BIOptimizers #1 Magnesium Supplement – Magnesium Breakthrough! CR 3.3% sits in the middle band — defensible ingredient pool, unverifiable dosing, premium ClickBank-funnel pricing. The 60-day refund is your insurance. Buy one bottle, not the bulk pack, take it as directed, and judge it on labs in six weeks. Refund if it did nothing.

Don't buy this if: Do not buy this if you would not also pay for a basic metabolic panel to test whether it did anything. Without labs, you cannot tell the supplement from the placebo from the regression-to-the-mean.
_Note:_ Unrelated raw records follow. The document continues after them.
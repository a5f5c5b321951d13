//! The connection operations a handler relies on.

use ofg_session::{Connection, MessageSink};
use ofg_wire::Message;

/// A backend connection as seen by [`ConnectionHandler`](crate::ConnectionHandler)
pub trait Backend: MessageSink + 'static {
    /// Process-unique connection id
    fn connection_id(&self) -> u64;

    /// `host:port` of the backend, used for credential prompts and logs
    fn server(&self) -> String;

    /// Whether sends are currently accepted
    fn is_connected(&self) -> bool;

    /// Take the request a reply with `xid` answers
    fn pop_request(&self, xid: u32) -> Option<Message>;

    /// Drop the socket and dial again
    fn reconnect(&self);

    /// Stop the connection without waiting for it
    fn request_shutdown(&self);
}

impl Backend for Connection {
    fn connection_id(&self) -> u64 {
        self.id()
    }

    fn server(&self) -> String {
        self.addr()
    }

    fn is_connected(&self) -> bool {
        Connection::is_connected(self)
    }

    fn pop_request(&self, xid: u32) -> Option<Message> {
        Connection::pop_request(self, xid)
    }

    fn reconnect(&self) {
        Connection::reconnect(self)
    }

    fn request_shutdown(&self) {
        Connection::request_shutdown(self)
    }
}
//! Topology error types.

use std::sync::Arc;

use ofg_session::SessionError;
use thiserror::Error;

use crate::link::Link;

/// A link with the same source, destination and ports is already known
#[derive(Error, Debug, Clone)]
#[error("link {} already exists", existing.id())]
pub struct LinkAlreadyExists {
    /// The link that was found
    pub existing: Arc<Link>,
}

/// Errors from topology mutations
#[derive(Error, Debug)]
pub enum TopologyError {
    /// Duplicate link; the caller may use the existing one
    #[error(transparent)]
    LinkAlreadyExists(#[from] LinkAlreadyExists),

    /// Link source node is not in this topology
    #[error("source node {0:#x} is missing")]
    SourceMissing(u64),

    /// Link destination node is not in this topology
    #[error("destination node {0:#x} is missing")]
    DestinationMissing(u64),

    /// Both endpoints exist but the link between them does not
    #[error("link is missing")]
    LinkMissing,

    /// A statistics request could not be sent
    #[error("send failed: {0}")]
    Send(#[from] SessionError),
}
Mara Vance · Hospice nurse, retired (RN, 28 years)

Sources and review method

Supplement Skeptic reviews compare the visible label and sales claims against published research, dose ranges used in human studies, safety guidance, checkout terms, and refund mechanics. This page is not medical advice.

  1. Vendor sales page — ClickBank-listed sales page (active as of catalog import)
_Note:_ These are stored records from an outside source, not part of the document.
//! Record-level encode/decode helpers shared by the message bodies.
//!
//! Bodies are decoded from a `Bytes` holding exactly the declared body;
//! every read is bounds-checked first so that an overrun surfaces as
//! [`WireError::Truncated`] instead of a panic inside `bytes`.

use bytes::{Buf, Bytes, BytesMut};

use crate::WireError;

/// Fail unless `buf` holds at least `needed` more bytes
#[inline]
pub fn ensure(buf: &Bytes, needed: usize) -> Result<(), WireError> {
    if buf.remaining() < needed {
        return Err(WireError::Truncated {
            needed,
            available: buf.remaining(),
        });
    }
    Ok(())
}

/// A fixed-size binary record
pub trait Record: Sized {
    /// Encoded size in bytes
    const SIZE: usize;
    /// Name used in list-length diagnostics
    const NAME: &'static str;

    /// Append the record to `buf`
    fn encode(&self, buf: &mut BytesMut);

    /// Read the record from the front of `buf`; callers have already
    /// checked that `SIZE` bytes are available
    fn decode_unchecked(buf: &mut Bytes) -> Self;

    /// Bounds-checked decode
    fn decode(buf: &mut Bytes) -> Result<Self, WireError> {
        ensure(buf, Self::SIZE)?;
        Ok(Self::decode_unchecked(buf))
    }
}

/// Decode a body made only of repeated fixed-size records
pub fn decode_list<T: Record>(body: &mut Bytes) -> Result<Vec<T>, WireError> {
    let body_len = body.remaining();
    if body_len % T::SIZE != 0 {
        return Err(WireError::Misaligned {
            what: T::NAME,
            body_len,
            element_size: T::SIZE,
        });
    }

    let mut items = Vec::with_capacity(body_len / T::SIZE);
    while body.has_remaining() {
        items.push(T::decode_unchecked(body));
    }
    Ok(items)
}

/// Encode every record in order
pub fn encode_list<T: Record>(items: &[T], buf: &mut BytesMut) {
    for item in items {
        item.encode(buf);
    }
}

#[inline]
pub(crate) fn get_u8(buf: &mut Bytes) -> Result<u8, WireError> {
    ensure(buf, 1)?;
    Ok(buf.get_u8())
}

#[inline]
pub(crate) fn get_u16(buf: &mut Bytes) -> Result<u16, WireError> {
    ensure(buf, 2)?;
    Ok(buf.get_u16())
}

#[inline]
pub(crate) fn get_u32(buf: &mut Bytes) -> Result<u32, WireError> {
    ensure(buf, 4)?;
    Ok(buf.get_u32())
}

#[inline]
pub(crate) fn get_u64(buf: &mut Bytes) -> Result<u64, WireError> {
    ensure(buf, 8)?;
    Ok(buf.get_u64())
}

#[inline]
pub(crate) fn get_f32(buf: &mut Bytes) -> Result<f32, WireError> {
    ensure(buf, 4)?;
    Ok(buf.get_f32())
}

/// Take `n` raw bytes
#[inline]
pub(crate) fn get_bytes(buf: &mut Bytes, n: usize) -> Result<Bytes, WireError> {
    ensure(buf, n)?;
    Ok(buf.split_to(n))
}

#[cfg(test)]
mod tests {
    use super::*;
    use bytes::BufMut;

    #[derive(Debug, PartialEq)]
    struct Pair(u16, u8);

    impl Record for Pair {
        const SIZE: usize = 3;
        const NAME: &'static str = "pair";

        fn encode(&self, buf: &mut BytesMut) {
            buf.put_u16(self.0);
            buf.put_u8(self.1);
        }

        fn decode_unchecked(buf: &mut Bytes) -> Self {
            Pair(buf.get_u16(), buf.get_u8())
        }
    }

    #[test]
    fn test_list_roundtrip() {
        let items = vec![Pair(1, 2), Pair(0xFFFF, 9)];
        let mut buf = BytesMut::new();
        encode_list(&items, &mut buf);
        assert_eq!(buf.len(), 6);

        let mut body = buf.freeze();
        assert_eq!(decode_list::<Pair>(&mut body).unwrap(), items);
        assert!(body.is_empty());
    }

    #[test]
    fn test_list_misaligned() {
        let mut body = Bytes::from_static(&[0, 1, 2, 3]);
        let err = decode_list::<Pair>(&mut body).unwrap_err();
        assert_eq!(
            err,
            WireError::Misaligned {
                what: "pair",
                body_len: 4,
                element_size: 3
            }
        );
    }

    #[test]
    fn test_truncated_read() {
        let mut body = Bytes::from_static(&[0, 1, 2]);
        assert_eq!(
            get_u32(&mut body).unwrap_err(),
            WireError::Truncated {
                needed: 4,
                available: 3
            }
        );
    }
}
Frequently asked questions

Is Magnesium Breakthrough a scam?
No. You receive a physical bottle with 7 forms of magnesium. The product exists and contains what it claims. The issue is value: you're paying a premium for marketing and a blend that leans on cheap oxide. It's not a scam, but it's not the breakthrough the sales page promises.
What do I actually get when I buy?
A 120-capsule bottle (30 servings), a one-page dosing guide, and an email with login details to the VIP Center, which is mostly a storefront for other BIOptimizers supplements. Also a sleep e-book that's essentially a collection of public-domain sleep hygiene tips.
How does the 365-day guarantee work?
The guarantee is through BIOptimizers, not ClickBank. You have to contact their support team, return the empty bottle (even if you only used a few capsules), and pay for return shipping. It's not the hassle-free refund ClickBank offers for 60 days. Many people don't bother returning an empty bottle, which is exactly why the refund rate is so low.
Will this help with sleep or anxiety?
Magnesium bisglycinate and taurate have some evidence supporting sleep and relaxation, but the total dose of those forms in this blend is unknown. If the majority is oxide, you're getting a laxative effect more than a calming one. For sleep, you'd be better off with a standalone magnesium bisglycinate at a known dose.